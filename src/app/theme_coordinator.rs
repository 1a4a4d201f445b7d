//! Theme management and persistence coordination.
//!
//! Bridges the theme controller to egui: the egui context is the theme
//! surface, eframe storage backs the preference store, and the OS theme
//! reported by egui is the ambient signal.

use eduhack::theme::{apply_palette, palette};
use eduhack::{PreferenceStore, SiteConfig, ThemeController, ThemeMode, ThemeSurface};
use std::cell::RefCell;
use std::collections::BTreeMap;
use std::rc::Rc;

use crate::app::{AppState, SettingsCoordinator};

/// eframe storage key holding every site preference as one JSON map
const PREFERENCES_KEY: &str = "site_preferences";

#[derive(Debug, Default)]
struct PreferenceData {
    values: BTreeMap<String, String>,
    dirty: bool,
}

/// Preference store shared between the theme controller and the app.
///
/// The controller writes through one handle; the app copies the values into
/// eframe storage through another.
#[derive(Debug, Clone, Default)]
pub struct SharedPreferences {
    inner: Rc<RefCell<PreferenceData>>,
}

impl SharedPreferences {
    pub fn from_values(values: BTreeMap<String, String>) -> Self {
        Self {
            inner: Rc::new(RefCell::new(PreferenceData { values, dirty: false })),
        }
    }

    /// Copy of all stored values
    pub fn snapshot(&self) -> BTreeMap<String, String> {
        self.inner.borrow().values.clone()
    }

    /// Returns true once after any write
    pub fn take_dirty(&self) -> bool {
        std::mem::take(&mut self.inner.borrow_mut().dirty)
    }
}

impl PreferenceStore for SharedPreferences {
    fn get_string(&self, key: &str) -> Option<String> {
        self.inner.borrow().values.get(key).cloned()
    }

    fn set_string(&mut self, key: &str, value: String) {
        let mut data = self.inner.borrow_mut();
        data.values.insert(key.to_string(), value);
        data.dirty = true;
    }
}

/// The egui context as the theme surface
pub struct EguiThemeSurface {
    ctx: egui::Context,
}

impl EguiThemeSurface {
    pub fn new(ctx: &egui::Context) -> Self {
        Self { ctx: ctx.clone() }
    }
}

impl ThemeSurface for EguiThemeSurface {
    fn is_dark(&self) -> bool {
        self.ctx.theme() == egui::Theme::Dark
    }

    fn set_dark(&mut self, dark: bool) {
        let theme = if dark { egui::Theme::Dark } else { egui::Theme::Light };
        self.ctx.set_theme(theme);
    }
}

/// Coordinates theme management and persistence.
pub struct ThemeCoordinator;

impl ThemeCoordinator {
    /// Loads stored preferences during application startup.
    pub fn load_preferences(storage: Option<&dyn eframe::Storage>) -> SharedPreferences {
        SharedPreferences::from_values(SettingsCoordinator::load_setting(storage, PREFERENCES_KEY))
    }

    /// Writes preferences to persistent storage.
    pub fn save_preferences(storage: &mut dyn eframe::Storage, preferences: &SharedPreferences) {
        SettingsCoordinator::save_setting(storage, PREFERENCES_KEY, &preferences.snapshot());
    }

    /// Writes preferences only if they changed since the last call.
    ///
    /// Called every frame so a crash does not lose a theme choice.
    pub fn persist_if_changed(storage: &mut dyn eframe::Storage, preferences: &SharedPreferences) {
        if preferences.take_dirty() {
            Self::save_preferences(storage, preferences);
        }
    }

    /// Installs the light and dark palettes into the egui style.
    ///
    /// Switching themes afterwards only flips the active egui theme.
    pub fn install_palettes(ctx: &egui::Context) {
        for (theme, mode) in [(egui::Theme::Light, ThemeMode::Light), (egui::Theme::Dark, ThemeMode::Dark)] {
            let mut visuals = theme.default_visuals();
            apply_palette(&palette(mode), &mut visuals);
            ctx.set_visuals_of(theme, visuals);
        }
    }

    /// OS theme preference as reported by the windowing backend
    pub fn ambient_theme(ctx: &egui::Context) -> Option<ThemeMode> {
        ctx.system_theme()
            .map(|theme| ThemeMode::from_dark_flag(theme == egui::Theme::Dark))
    }

    /// Builds and initializes a theme controller for `config`.
    pub fn create_controller(
        preferences: &SharedPreferences,
        config: &SiteConfig,
        ctx: &egui::Context,
    ) -> ThemeController {
        let mut controller = ThemeController::new(
            Box::new(preferences.clone()),
            Box::new(EguiThemeSurface::new(ctx)),
            config.preference_key.clone(),
            config.theme_policy,
        );

        let repaint_ctx = ctx.clone();
        controller.subscribe(move |_| repaint_ctx.request_repaint());
        controller.initialize(Self::ambient_theme(ctx));
        controller
    }

    /// Rebuilds the theme controller for the loaded page's configuration.
    pub fn configure(state: &mut AppState, ctx: &egui::Context) {
        let config = state.page.config();
        state.theme = Self::create_controller(&state.preferences, &config, ctx);
        state.system_theme = Self::ambient_theme(ctx);
    }

    /// Forwards OS theme changes to the controller.
    ///
    /// Called once per frame; only transitions are forwarded.
    pub fn track_system_theme(state: &mut AppState, ctx: &egui::Context) {
        let ambient = Self::ambient_theme(ctx);
        if ambient == state.system_theme {
            return;
        }
        state.system_theme = ambient;
        if let Some(mode) = ambient {
            if state.theme.on_ambient_change(mode) {
                tracing::info!("Following system theme: {}", mode);
            }
        }
    }
}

○ ○ ○ ○ ○ ○ ○

◆ **BRIEF**:
Show every line above where "stored" is found.

◆ **RESPONSE BOX**:
    /// Copy of all stored values
    /// Loads stored preferences during application startup.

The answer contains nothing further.